Who will pay the White House’s legal fees for paying the Defense industry’s legal fees?
In July the Labor Department issued legal guidance making clear that federal contractors are not required to provide layoff notices 60 days in advance of the potential Jan. 2 sequestration order, and that doing so would be inconsistent with the purpose of the WARN Act.
I see. The law is not really the law. It’s merely a suggestion. No need to obey a suggestion prior to the election.
In Friday’s memo, the Office of Management and Budget reiterated that notice, urging agencies’ contracting officials and CFOs to “minimize the potential for waste and disruption associated with the issuance of unwarranted layoff notices.”
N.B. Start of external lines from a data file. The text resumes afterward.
//! roster-sync CLI - preview and run LMS roster synchronization.
//!
//! The LMS side is backed by a local JSON state file (see `--state`);
//! production deployments embed `roster-sync-core` and bind the store
//! traits to the host LMS instead.

mod output;

use clap::{Parser, Subcommand};
use roster_sync_core::{
    build_idp_client, run_scheduled, run_sync, EngineDeps, LmsSnapshot, MemoryJobStore, MemoryLms,
    SyncConfig, SyncContext, SyncSelection, SyncService,
};
use std::fs;
use std::path::{Path, PathBuf};
use std::sync::Arc;
use sync_common::SyncDirection;

#[derive(Parser)]
#[command(name = "roster-sync")]
#[command(about = "Synchronize LMS users, courses, and enrolments with an identity provider")]
#[command(version)]
struct Cli {
    /// Settings file (JSON); environment variables override it
    #[arg(long, global = true)]
    config: Option<PathBuf>,

    /// Local LMS state file
    #[arg(long, global = true, default_value = "lms-state.json")]
    state: PathBuf,

    /// Actor id recorded on jobs
    #[arg(long, global = true, default_value_t = 1)]
    actor: i64,

    #[command(subcommand)]
    command: Commands,
}

#[derive(Subcommand)]
enum Commands {
    /// Compute the full delta without writing anything
    Preview,

    /// Run a synchronization
    Run {
        /// Restrict the run to these usernames (repeatable)
        #[arg(long = "user")]
        users: Vec<String>,

        /// Restrict the run to these group names (repeatable)
        #[arg(long = "group")]
        groups: Vec<String>,
    },

    /// Periodic entry point; does nothing unless sync is enabled
    Scheduled,
}

fn selection_from(users: Vec<String>, groups: Vec<String>) -> SyncSelection {
    SyncSelection {
        users: if users.is_empty() {
            None
        } else {
            Some(users.into_iter().map(|u| u.to_lowercase()).collect())
        },
        groups: if groups.is_empty() {
            None
        } else {
            Some(groups.into_iter().collect())
        },
    }
}

fn load_lms(path: &Path) -> anyhow::Result<Arc<MemoryLms>> {
    if path.exists() {
        let snapshot: LmsSnapshot = serde_json::from_str(&fs::read_to_string(path)?)?;
        Ok(Arc::new(MemoryLms::from_snapshot(snapshot)))
    } else {
        Ok(Arc::new(MemoryLms::new()))
    }
}

fn save_lms(path: &Path, lms: &MemoryLms) -> anyhow::Result<()> {
    fs::write(path, serde_json::to_string_pretty(&lms.snapshot())?)?;
    Ok(())
}

fn build_deps(config: &SyncConfig, lms: &Arc<MemoryLms>) -> anyhow::Result<EngineDeps> {
    let idp = Arc::new(build_idp_client(config)?);
    Ok(EngineDeps {
        idp,
        users: lms.clone(),
        courses: lms.clone(),
        categories: lms.clone(),
        enrolments: lms.clone(),
    })
}

#[tokio::main]
async fn main() -> anyhow::Result<()> {
    env_logger::init();
    let cli = Cli::parse();
    let config = SyncConfig::load(cli.config.as_deref())?;

    let lms = load_lms(&cli.state)?;
    let job_store = Arc::new(MemoryJobStore::new());
    let service = SyncService::new(job_store.clone());

    match cli.command {
        Commands::Preview => {
            let deps = build_deps(&config, &lms)?;
            let preview = service
                .preview(cli.actor, deps, config, SyncSelection::all())
                .await?;
            output::print_preview(&preview);
        }

        Commands::Run { users, groups } => {
            let deps = build_deps(&config, &lms)?;
            let runtime = roster_sync_core::SyncRuntime {
                config,
                deps,
                job_store: job_store.clone(),
            };

            let receipt = service.start(cli.actor, SyncDirection::IdpToLms).await?;
            log::info!("started sync {}", receipt.sync_id);

            let result = run_sync(
                &runtime,
                SyncContext {
                    sync_id: receipt.sync_id.clone(),
                    direction: SyncDirection::IdpToLms,
                    actor_id: cli.actor,
                    selection: selection_from(users, groups),
                },
            )
            .await;

            save_lms(&cli.state, &lms)?;

            match result {
                Ok(report) => {
                    let job = service.status(cli.actor, &receipt.sync_id).await?;
                    output::print_job(&job);
                    output::print_report(&report);
                    std::process::exit(output::exit_code_for_report(&report));
                }
                Err(err) => {
                    let job = service.status(cli.actor, &receipt.sync_id).await?;
                    output::print_job(&job);
                    output::print_error(&format!("sync failed: {}", err));
                    std::process::exit(1);
                }
            }
        }

        Commands::Scheduled => {
            let deps = build_deps(&config, &lms)?;
            let runtime = roster_sync_core::SyncRuntime {
                config,
                deps,
                job_store,
            };

            match run_scheduled(&service, &runtime, cli.actor).await? {
                Some(report) => {
                    save_lms(&cli.state, &lms)?;
                    output::print_report(&report);
                }
                None => output::print_success("scheduled sync skipped"),
            }
        }
    }

    Ok(())
}

#[cfg(test)]
mod tests {
    use super::*;

    #[test]
    fn empty_selection_means_everything() {
        let selection = selection_from(vec![], vec![]);
        assert!(selection.users.is_none());
        assert!(selection.groups.is_none());
    }

    #[test]
    fn usernames_are_lowercased() {
        let selection = selection_from(vec!["Alice".into()], vec!["10a".into()]);
        assert!(selection.users.unwrap().contains("alice"));
        assert!(selection.groups.unwrap().contains("10a"));
    }
}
The guidance issued Friday told contractors that if the automatic cuts happen and contractors lay off employees the government will cover certain liability and litigation costs in the event the contractor is later sued because it hadn’t provided adequate legal warning to its employees, but only if the contractor abides by the administration’s notice and refrains from warning employees now.
Lockheed has decided not to send out the warning.
It hopes that the cuts will not be made in January. If they are made, Lockheed will face its mini-fiscal cliff. So, it has announced: “We will continue to work with leaders in our government to stop sequestration and find more thoughtful, balanced, and effective solutions to our nation’s challenges.”